Containing a refrigerant containing at least one compound selected from difluoromethane, pentafluoroethane and 1,1,1,2-tetrafluoroethane, and 3,3,3-trifluoropropyne;
(1) or (2) below
(1) The content of 3,3,3-trifluoropropyne is 1% by mass or more based on the total mass of the compound and 3,3,3-trifluoropropyne.

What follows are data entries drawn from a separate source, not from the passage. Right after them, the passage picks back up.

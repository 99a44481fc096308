//! Human-readable torrent status.
//!
//! Daemons speaking RPC version 14 or later report the status as a sequential
//! enum; older daemons use a bitmask.

use std::fmt;

/// First RPC version that reports the sequential status enum.
pub const SEQUENTIAL_STATUS_RPC_VERSION: i64 = 14;

/// Label used for codes neither scheme knows.
pub const UNKNOWN_STATUS: &str = "Unknown";

/// Torrent activity state.
#[derive(Debug, Clone, Copy, PartialEq, Eq, Hash)]
pub enum TorrentStatus {
    /// Not doing anything.
    Stopped,
    /// Queued to check local data.
    CheckWait,
    /// Checking local data.
    Check,
    /// Queued to download.
    DownloadWait,
    /// Downloading.
    Download,
    /// Queued to seed.
    SeedWait,
    /// Seeding.
    Seed,
}

impl TorrentStatus {
    /// Decodes a raw status code as reported by a daemon with the given RPC version.
    pub fn from_code(rpc_version: i64, code: i64) -> Option<Self> {
        if rpc_version < SEQUENTIAL_STATUS_RPC_VERSION {
            match code {
                1 => Some(Self::CheckWait),
                2 => Some(Self::Check),
                4 => Some(Self::Download),
                8 => Some(Self::Seed),
                16 => Some(Self::Stopped),
                _ => None,
            }
        } else {
            match code {
                0 => Some(Self::Stopped),
                1 => Some(Self::CheckWait),
                2 => Some(Self::Check),
                3 => Some(Self::DownloadWait),
                4 => Some(Self::Download),
                5 => Some(Self::SeedWait),
                6 => Some(Self::Seed),
                _ => None,
            }
        }
    }

    /// The label shown to users.
    pub fn label(self) -> &'static str {
        match self {
            Self::Stopped => "Stopped",
            Self::CheckWait => "Waiting to verify local files",
            Self::Check => "Verifying local files",
            Self::DownloadWait => "Queued for download",
            Self::Download => "Downloading",
            Self::SeedWait => "Queued for seeding",
            Self::Seed => "Seeding",
        }
    }
}

impl fmt::Display for TorrentStatus {
    fn fmt(&self, f: &mut fmt::Formatter<'_>) -> fmt::Result {
        f.write_str(self.label())
    }
}

/// Label for a raw status code, [`UNKNOWN_STATUS`] when the code is not recognised.
pub fn status_label(rpc_version: i64, code: i64) -> &'static str {
    TorrentStatus::from_code(rpc_version, code)
        .map(TorrentStatus::label)
        .unwrap_or(UNKNOWN_STATUS)
}

#[cfg(test)]
mod tests {
    use super::*;

    #[test]
    fn test_sequential_scheme() {
        assert_eq!(status_label(17, 6), "Seeding");
        assert_eq!(status_label(14, 0), "Stopped");
        assert_eq!(status_label(15, 3), "Queued for download");
        assert_eq!(status_label(15, 5), "Queued for seeding");
        assert_eq!(status_label(15, 1), "Waiting to verify local files");
    }

    #[test]
    fn test_legacy_scheme() {
        assert_eq!(status_label(13, 8), "Seeding");
        assert_eq!(status_label(13, 16), "Stopped");
        assert_eq!(status_label(13, 4), "Downloading");
        assert_eq!(status_label(13, 2), "Verifying local files");
    }

    #[test]
    fn test_unknown_codes() {
        assert_eq!(status_label(17, 8), UNKNOWN_STATUS);
        assert_eq!(status_label(17, -1), UNKNOWN_STATUS);
        // no "stopped" or queue states at 0/3/5 before version 14
        assert_eq!(status_label(13, 0), UNKNOWN_STATUS);
        assert_eq!(status_label(13, 3), UNKNOWN_STATUS);
        assert_eq!(status_label(13, 6), UNKNOWN_STATUS);
    }
}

(2) the refrigerant is an azeotropic or azeotrope-like mixture;
A working medium composition for heat cycle that satisfies
Item 2
A refrigerant comprising difluoromethane and 3,3,3-trifluoropropyne, wherein the refrigerant has a 3,3,3-trifluoropropyne content of difluoromethane and 3,3,3-trifluoropropyne. Item 2. The working medium composition for heat cycle according to
Item 3
Item 3. The heat according to Item 2, wherein the refrigerant has a content of 3,3,3-trifluoropropyne of 33 to 95% by mass with respect to the total mass of difluoromethane and 3,3,3-trifluoropropyne. Cycle working medium composition.
Item 5
Item 2. The refrigerant according to any one of Items 2 to 4, wherein the content of 3,3,3-trifluoropropyne is 79% by mass or more based on the total mass of difluoromethane and 3,3,3-trifluoropropyne. 2. The working medium composition for heat cycle according to
Item 6
Containing a refrigerant comprising difluoromethane and 3,3,3-trifluoropropyne;
Item 6. The working medium composition for heat cycle according to any one of Items 2 to 5, wherein the refrigerant is an azeotrope-like mixture.
Item 8
Containing a refrigerant comprising pentafluoroethane and 3,3,3-trifluoropropyne;
Item 2. The working medium composition for heat cycle according to
Item 10
Item 11
Item 12
Item 2. The working medium composition for heat cycle according to
Item 13
The refrigerant is based on the total mass of pentafluoroethane, 3,3,3-trifluoropropyne and difluoromethane.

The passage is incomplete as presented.